Iván Duque preside un país en llamas. Desde que el pasado 28 de abril se iniciaron las protestas, no hay día en que Colombia no se vea sacudida por la violencia. El detonante ha sido la reforma tributaria, el proyecto estrella del mandato de Duque. Una ley que, mediante un aumento de la presión fiscal, pretendía aliviar la deuda generada por la pandemia y enviar un mensaje de rigor a los mercados. El resultado fue bien distinto.
La medida tocó el nervio profundo de la nación sudamericana y desató la mayor revuelta de los últimos 70 años. De poco sirvió retirarla. El incendio era ya imparable. En menos de un mes han dimitido el ministro de Hacienda, la canciller y el alto comisionado para la Paz; Colombia ha perdido la sede de la Copa América y Standard and Poor’s ha rebajado la calificación de la deuda. Pero eso ha sido lo de menos. Sobre el asfalto han quedado más de 50 cadáveres y 2.000 heridos. Los bloqueos a carreteras y grandes ciudades asfixian la economía y los episodios de brutalidad policial y linchamientos se suceden por doquier.
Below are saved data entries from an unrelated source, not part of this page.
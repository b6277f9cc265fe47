//! Case file parsing and validation.
//!
//! Cases are TOML files defining a query, pipeline overrides and checks.
//! See `eval/cases/` for examples.

use std::fs;
use std::path::{Path, PathBuf};

use anyhow::{Context, Result, anyhow, bail};
use serde::Deserialize;

/// A parsed case file containing query, config, and checks.
#[derive(Debug, Clone, Deserialize, PartialEq)]
pub struct CaseFile {
    pub case: CaseMeta,
    #[serde(default)]
    pub config: CaseConfig,
    #[serde(default)]
    pub checks: Vec<Check>,
}

/// Case metadata: identifier, query and ground truth.
#[derive(Debug, Clone, Deserialize, PartialEq, Eq)]
pub struct CaseMeta {
    /// Unique identifier (slug format: `[a-z0-9_-]+`).
    pub id: String,
    /// Query passed to the pipeline.
    pub query: String,
    /// Files a perfect retrieval would return, relative to the searched dirs.
    /// Enables precision/recall scoring when non-empty.
    #[serde(default)]
    pub relevant_files: Vec<String>,
}

/// Pipeline configuration overrides for the case.
#[derive(Debug, Clone, Default, Deserialize, PartialEq)]
pub struct CaseConfig {
    /// Directories to search, relative to the repo root.
    #[serde(default)]
    pub dirs: Vec<PathBuf>,
    pub max_candidates: Option<usize>,
    pub retries: Option<u32>,
    pub budget_secs: Option<f64>,
}

/// Verification check run against the final pipeline state.
#[derive(Debug, Clone, Deserialize, PartialEq, Eq)]
#[serde(tag = "type", rename_all = "snake_case")]
pub enum Check {
    /// The answer contains `text` (case-insensitive).
    AnswerContains { text: String },
    /// Some candidate points at a file whose path ends with `path`.
    FileHit { path: String },
    /// At least `count` candidates were returned.
    MinCandidates { count: usize },
}

impl CaseFile {
    /// Load and validate a case file from the given path.
    pub fn load(path: &Path) -> Result<Self> {
        let contents =
            fs::read_to_string(path).with_context(|| format!("read case {}", path.display()))?;
        let case: CaseFile =
            toml::from_str(&contents).with_context(|| format!("parse case {}", path.display()))?;
        case.validate()
            .with_context(|| format!("validate case {}", path.display()))?;
        Ok(case)
    }

    #[cfg(test)]
    pub fn parse_str(contents: &str) -> Result<Self> {
        let case: CaseFile = toml::from_str(contents).context("parse case")?;
        case.validate()?;
        Ok(case)
    }

    fn validate(&self) -> Result<()> {
        validate_case_id(&self.case.id)?;
        if self.case.query.trim().is_empty() {
            bail!("case.query must be non-empty");
        }
        if self.case.relevant_files.iter().any(|file| file.trim().is_empty()) {
            bail!("case.relevant_files entries must be non-empty");
        }
        if self.config.max_candidates == Some(0) {
            bail!("config.max_candidates must be > 0");
        }
        if let Some(budget) = self.config.budget_secs
            && !(budget.is_finite() && budget >= 0.0)
        {
            bail!("config.budget_secs must be a non-negative number");
        }
        if self.checks.is_empty() {
            bail!("checks must be a non-empty array");
        }
        for (index, check) in self.checks.iter().enumerate() {
            check
                .validate()
                .with_context(|| format!("checks[{}] invalid", index))?;
        }
        Ok(())
    }
}

impl Check {
    fn validate(&self) -> Result<()> {
        match self {
            Check::AnswerContains { text } => {
                if text.trim().is_empty() {
                    bail!("answer_contains.text must be non-empty");
                }
            }
            Check::FileHit { path } => {
                if path.trim().is_empty() {
                    bail!("file_hit.path must be non-empty");
                }
            }
            Check::MinCandidates { count } => {
                if *count == 0 {
                    bail!("min_candidates.count must be > 0");
                }
            }
        }
        Ok(())
    }
}

/// Discover and load all case files from a directory.
///
/// Returns cases sorted by id. Errors if duplicate ids are found.
pub fn discover_cases(dir: &Path) -> Result<Vec<CaseFile>> {
    if !dir.exists() {
        return Ok(Vec::new());
    }
    let mut cases = Vec::new();
    for entry in fs::read_dir(dir).with_context(|| format!("read cases dir {}", dir.display()))? {
        let entry = entry.context("read case entry")?;
        let path = entry.path();
        if path.extension().and_then(|ext| ext.to_str()) != Some("toml") {
            continue;
        }
        cases.push(CaseFile::load(&path)?);
    }
    cases.sort_by(|left, right| left.case.id.cmp(&right.case.id));
    for pair in cases.windows(2) {
        if pair[0].case.id == pair[1].case.id {
            return Err(anyhow!("duplicate case.id {}", pair[0].case.id));
        }
    }
    Ok(cases)
}

fn validate_case_id(id: &str) -> Result<()> {
    if id.trim().is_empty() {
        bail!("case.id must be non-empty");
    }
    if id.contains('/') || id.contains('\\') {
        bail!("case.id must not contain path separators");
    }
    if id.contains("..") {
        bail!("case.id must not contain '..'");
    }
    if !id
        .chars()
        .all(|ch| ch.is_ascii_lowercase() || ch.is_ascii_digit() || ch == '-' || ch == '_')
    {
        bail!("case.id must use [a-z0-9_-] only");
    }
    Ok(())
}

#[cfg(test)]
mod tests {
    use super::*;

    #[test]
    fn parses_valid_case() {
        let input = r#"
[case]
id = "lease-obligations"
query = "What are the lease obligations?"
relevant_files = ["notes/lease.md"]

[config]
dirs = ["eval/fixtures/finance"]
max_candidates = 5
retries = 1
budget_secs = 10.0

[[checks]]
type = "answer_contains"
text = "4.2m"

[[checks]]
type = "file_hit"
path = "notes/lease.md"

[[checks]]
type = "min_candidates"
count = 1
"#;
        let case = CaseFile::parse_str(input).expect("case parses");
        assert_eq!(case.case.id, "lease-obligations");
        assert_eq!(case.checks.len(), 3);
        assert_eq!(case.config.max_candidates, Some(5));
        assert_eq!(case.case.relevant_files, vec!["notes/lease.md"]);
    }

    #[test]
    fn rejects_invalid_id() {
        let input = r#"
[case]
id = "bad/id"
query = "q"

[[checks]]
type = "min_candidates"
count = 1
"#;
        let err = CaseFile::parse_str(input).expect_err("invalid id");
        assert!(err.to_string().contains("case.id"));
    }

    #[test]
    fn rejects_malformed_checks() {
        let input = r#"
[case]
id = "lease"
query = "q"

[[checks]]
type = "min_candidates"
count = 0
"#;
        let _err = CaseFile::parse_str(input).expect_err("invalid check");
    }

    #[test]
    fn discovers_sorted_cases_and_rejects_duplicates() {
        let temp = tempfile::tempdir().expect("tempdir");
        let case = |id: &str| {
            format!("[case]\nid = \"{id}\"\nquery = \"q\"\n[[checks]]\ntype = \"min_candidates\"\ncount = 1\n")
        };
        fs::write(temp.path().join("b.toml"), case("beta")).expect("write");
        fs::write(temp.path().join("a.toml"), case("alpha")).expect("write");
        fs::write(temp.path().join("README.md"), "ignored").expect("write");

        let ids: Vec<String> = discover_cases(temp.path())
            .expect("discover")
            .into_iter()
            .map(|case| case.case.id)
            .collect();
        assert_eq!(ids, vec!["alpha", "beta"]);

        fs::write(temp.path().join("c.toml"), case("alpha")).expect("write");
        assert!(discover_cases(temp.path()).is_err());
    }
}
//! The operation contract and the strategy values composites accept.
//!
//! Every unit of work, leaf or composite, implements [`Operation`]: take a
//! [`State`], return a [`State`] or a typed [`Failure`]. Composites hold their
//! children as [`SharedOp`], so any composite can wrap any other.

use std::sync::Arc;

use serde_json::json;
use tracing::{info, instrument, warn};

use crate::core::error::{Failure, OpError, OpResult};
use crate::core::state::{Query, State};

/// Uniform unit of work.
///
/// Implementations append exactly one trace event per invocation describing
/// their effect; pure sequencing composites add none of their own.
pub trait Operation: Send + Sync {
    fn name(&self) -> &str;
    fn run(&self, state: State) -> OpResult;
}

/// Operation shared between composites.
pub type SharedOp = Arc<dyn Operation>;

impl<T: Operation + ?Sized> Operation for Arc<T> {
    fn name(&self) -> &str {
        (**self).name()
    }

    fn run(&self, state: State) -> OpResult {
        (**self).run(state)
    }
}

impl<T: Operation + ?Sized> Operation for Box<T> {
    fn name(&self) -> &str {
        (**self).name()
    }

    fn run(&self, state: State) -> OpResult {
        (**self).run(state)
    }
}

/// Read-only predicate over state (post-conditions, convergence, gates).
///
/// Implementations carry immutable configuration only.
pub trait Condition: Send + Sync {
    fn name(&self) -> &str;
    fn check(&self, state: &State) -> bool;
}

/// Shared condition handle.
pub type SharedCondition = Arc<dyn Condition>;

/// At least `min` candidates are present.
#[derive(Debug, Clone, Copy)]
pub struct HasCandidates {
    pub min: usize,
}

impl Condition for HasCandidates {
    fn name(&self) -> &str {
        "has_candidates"
    }

    fn check(&self, state: &State) -> bool {
        state.candidates.len() >= self.min
    }
}

/// Evidence exists and has at least `min_chars` characters.
#[derive(Debug, Clone, Copy)]
pub struct HasEvidence {
    pub min_chars: usize,
}

impl Condition for HasEvidence {
    fn name(&self) -> &str {
        "has_evidence"
    }

    fn check(&self, state: &State) -> bool {
        state.evidence.is_some() && state.evidence_chars() >= self.min_chars
    }
}

/// An answer has been composed.
#[derive(Debug, Clone, Copy)]
pub struct HasAnswer;

impl Condition for HasAnswer {
    fn name(&self) -> &str {
        "has_answer"
    }

    fn check(&self, state: &State) -> bool {
        state.answer.is_some()
    }
}

/// Named plain function predicate.
#[derive(Debug, Clone, Copy)]
pub struct Predicate {
    pub name: &'static str,
    pub check: fn(&State) -> bool,
}

impl Condition for Predicate {
    fn name(&self) -> &str {
        self.name
    }

    fn check(&self, state: &State) -> bool {
        (self.check)(state)
    }
}

/// What an operation does when its precondition does not hold.
#[derive(Debug, Clone, Copy, PartialEq, Eq, Default)]
pub enum OnUnmet {
    /// Pass the state through unchanged and log a skipped-precondition event.
    #[default]
    Skip,
    /// Fail with `PreconditionUnmet`.
    Fail,
}

/// Apply an operation's unmet-precondition policy.
pub fn unmet(mut state: State, op: &str, policy: OnUnmet, requirement: &str) -> OpResult {
    match policy {
        OnUnmet::Skip => {
            state.log(op, json!({ "skipped": "precondition", "requires": requirement }));
            Ok(state)
        }
        OnUnmet::Fail => Err(Failure::new(OpError::precondition(op, requirement), state)),
    }
}

/// Leaf wrapping a plain state transformation.
#[derive(Debug, Clone)]
pub struct FnOperation {
    name: String,
    apply: fn(State) -> State,
}

impl FnOperation {
    pub fn new(name: impl Into<String>, apply: fn(State) -> State) -> Self {
        Self {
            name: name.into(),
            apply,
        }
    }
}

impl Operation for FnOperation {
    fn name(&self) -> &str {
        &self.name
    }

    fn run(&self, mut state: State) -> OpResult {
        state.log(&self.name, json!({ "fn": self.name }));
        Ok((self.apply)(state))
    }
}

/// Pipeline entry point: build the initial state from `query` and run `op`.
pub fn run_pipeline(op: &dyn Operation, query: impl Into<Query>) -> OpResult {
    run_with_state(op, State::new(query))
}

/// Run `op` on an existing state, absorbing non-fatal degradations.
///
/// `ResourceExhausted` and `StallDetected` that reach the top become a
/// best-effort result annotated with a `degraded` event; every other failure
/// is returned to the caller with the trace so far.
#[instrument(skip_all, fields(op = op.name()))]
pub fn run_with_state(op: &dyn Operation, state: State) -> OpResult {
    info!(query = %state.query.text, "pipeline started");
    match op.run(state) {
        Ok(state) => {
            info!(
                candidates = state.candidates.len(),
                events = state.trace.len(),
                "pipeline finished"
            );
            Ok(state)
        }
        Err(failure) if failure.error.is_degradation() => {
            let (error, mut state) = failure.into_parts();
            warn!(error = %error, "pipeline degraded");
            state.log(
                "pipeline",
                json!({
                    "outcome": "degraded",
                    "reason": error.kind(),
                    "detail": error.to_string(),
                }),
            );
            Ok(state)
        }
        Err(failure) => {
            warn!(error = %failure.error, "pipeline failed");
            Err(failure)
        }
    }
}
De la noche a la mañana, un país que intentaba salir de un largo y doloroso conflicto armado ha vuelto al túnel. Los motivos son aún objeto de discusión, pero hay coincidencia en que los estragos de la pandemia, que ha disparado la pobreza a niveles de hace una década (42% de la población), acrecentaron un malestar antiguo del que ha emergido una Colombia indignada y harta.